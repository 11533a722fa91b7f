//! Fatal analyzer errors.
//!
//! Only an unusable input path, a broken config file and a failure to write
//! the artifacts stop a run. Everything that goes wrong for a single file is
//! recorded as a [`FileFailure`] instead.

use serde::Serialize;
use std::path::PathBuf;
use thiserror::Error;

#[derive(Error, Debug)]
pub enum AnalyzerError {
    #[error("input path does not exist: {0}")]
    InputNotFound(PathBuf),
    #[error("input path is not a directory: {0}")]
    InputNotDirectory(PathBuf),
    #[error("failed to write {path}: {source}")]
    OutputWrite {
        path: PathBuf,
        #[source]
        source: std::io::Error,
    },
    #[error("failed to serialize analysis: {0}")]
    Serialize(#[from] serde_json::Error),
    #[error("invalid config {path}: {message}")]
    Config { path: PathBuf, message: String },
}

/// A file that could not be analyzed.
#[derive(Debug, Clone, PartialEq, Eq, Serialize)]
pub struct FileFailure {
    pub path: String,
    pub reason: String,
}

impl FileFailure {
    pub fn new(path: impl Into<String>, reason: impl ToString) -> Self {
        Self {
            path: path.into(),
            reason: reason.to_string(),
        }
    }
}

☆ ☆ ☆ ☆ ☆ ☆ ☆

- Work to be completed
The whole of the data is to be returned with every line intact.

- Task result
repository 11533a722fa91b7f
//! Fatal analyzer errors.
//!
//! Only an unusable input path, a broken config file and a failure to write
//! the artifacts stop a run. Everything that goes wrong for a single file is
//! recorded as a [`FileFailure`] instead.

use serde::Serialize;
use std::path::PathBuf;
use thiserror::Error;

#[derive(Error, Debug)]
pub enum AnalyzerError {
    #[error("input path does not exist: {0}")]
    InputNotFound(PathBuf),
    #[error("input path is not a directory: {0}")]
    InputNotDirectory(PathBuf),
    #[error("failed to write {path}: {source}")]
    OutputWrite {
        path: PathBuf,
        #[source]
        source: std::io::Error,
    },
    #[error("failed to serialize analysis: {0}")]
    Serialize(#[from] serde_json::Error),
    #[error("invalid config {path}: {message}")]
    Config { path: PathBuf, message: String },
}

/// A file that could not be analyzed.
#[derive(Debug, Clone, PartialEq, Eq, Serialize)]
pub struct FileFailure {
    pub path: String,
    pub reason: String,
}

impl FileFailure {
    pub fn new(path: impl Into<String>, reason: impl ToString) -> Self {
        Self {
            path: path.into(),
            reason: reason.to_string(),
        }
    }
}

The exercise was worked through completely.